LMDeploy

0.12.3 verified Fri May 01 auth: no python

LMDeploy is a toolkit for compressing, deploying, and serving large language models (LLMs). It supports efficient inference with quantization, continuous batching, and various backends (e.g., PyTorch, TensorRT-LLM). The current version is 0.12.3, with frequent releases following the development of dependencies and model support.

pip install lmdeploy

Common errors

error ModuleNotFoundError: No module named 'lmdeploy.turbomind' ↓

cause In recent versions, `turbomind` is not a separate importable module; its classes are moved to `lmdeploy` namespace.

fix

Use from lmdeploy import TurbomindEngineConfig instead.

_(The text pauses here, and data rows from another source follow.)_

//! Expression syntax tree.

use crate::value::Value;

/// A parsed expression.
#[derive(Debug, Clone, PartialEq)]
pub enum Expr {
    /// A literal value.
    Literal(Value),
    /// A variable reference.
    Name(String),
    /// `[a, b, c]`
    List(Vec<Expr>),
    /// `{key: value, ...}`
    Dict(Vec<(Expr, Expr)>),
    Unary(UnaryOp, Box<Expr>),
    Binary(BinaryOp, Box<Expr>, Box<Expr>),
    /// Short-circuit `and`; yields a boolean.
    And(Box<Expr>, Box<Expr>),
    /// Short-circuit `or`; yields a boolean.
    Or(Box<Expr>, Box<Expr>),
    /// A comparison chain: `a < b < c`, `x in xs`, `n is odd`.
    Compare(Box<Expr>, Vec<Comparison>),
    /// `then if cond else otherwise`
    Conditional {
        then: Box<Expr>,
        cond: Box<Expr>,
        otherwise: Option<Box<Expr>>,
    },
    /// `target.name`
    Attr(Box<Expr>, String),
    /// `target[index]`
    Index(Box<Expr>, Box<Expr>),
    /// `target(args, name=value)`
    Call {
        target: Box<Expr>,
        args: Vec<Expr>,
        kwargs: Vec<(String, Expr)>,
    },
    /// `target | name(args)`
    Filter(Box<Expr>, FilterCall),
}

#[derive(Debug, Clone, Copy, PartialEq, Eq)]
pub enum UnaryOp {
    Not,
    Neg,
    Pos,
}

#[derive(Debug, Clone, Copy, PartialEq, Eq)]
pub enum BinaryOp {
    Add,
    Sub,
    Mul,
    Div,
    Mod,
}

#[derive(Debug, Clone, Copy, PartialEq, Eq)]
pub enum CompareOp {
    Eq,
    Ne,
    Lt,
    Le,
    Gt,
    Ge,
}

/// One link of a comparison chain. Each link compares against the value
/// produced by the previous one.
#[derive(Debug, Clone, PartialEq)]
pub enum Comparison {
    Op(CompareOp, Expr),
    /// `in` / `not in`
    In { negated: bool, container: Expr },
    /// `is [not] name(args)` for a known test name.
    Test {
        negated: bool,
        name: String,
        args: Vec<Expr>,
    },
    /// `is [not] expr` when the name is not a test: plain equality.
    IsEq { negated: bool, other: Expr },
}

/// A filter application: `name` or `name(args)`.
#[derive(Debug, Clone, PartialEq)]
pub struct FilterCall {
    pub name: String,
    pub args: Vec<Expr>,
}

error ImportError: cannot import name 'pipeline' from 'lmdeploy.serve' ↓

cause The `pipeline` function is not in `lmdeploy.serve`; it is in the top-level `lmdeploy` module.

fix

Use from lmdeploy import pipeline.

error ValueError: Unsupported model format 'xxxx' ↓

cause The model_format argument in TurbomindEngineConfig expects one of the supported formats (e.g., 'hf', 'awq', 'w4a16', 'w8a8'). An incorrect string causes this error.

fix

Check the model format and use a valid one. For Hugging Face models, use model_format='hf'.

Warnings

breaking The `TurbomindEngineConfig` import path changed. In versions before 0.12.0, it was `from lmdeploy.turbomind import TurbomindEngineConfig`. Now it is `from lmdeploy import TurbomindEngineConfig`. ↓

fix Update imports to `from lmdeploy import TurbomindEngineConfig`.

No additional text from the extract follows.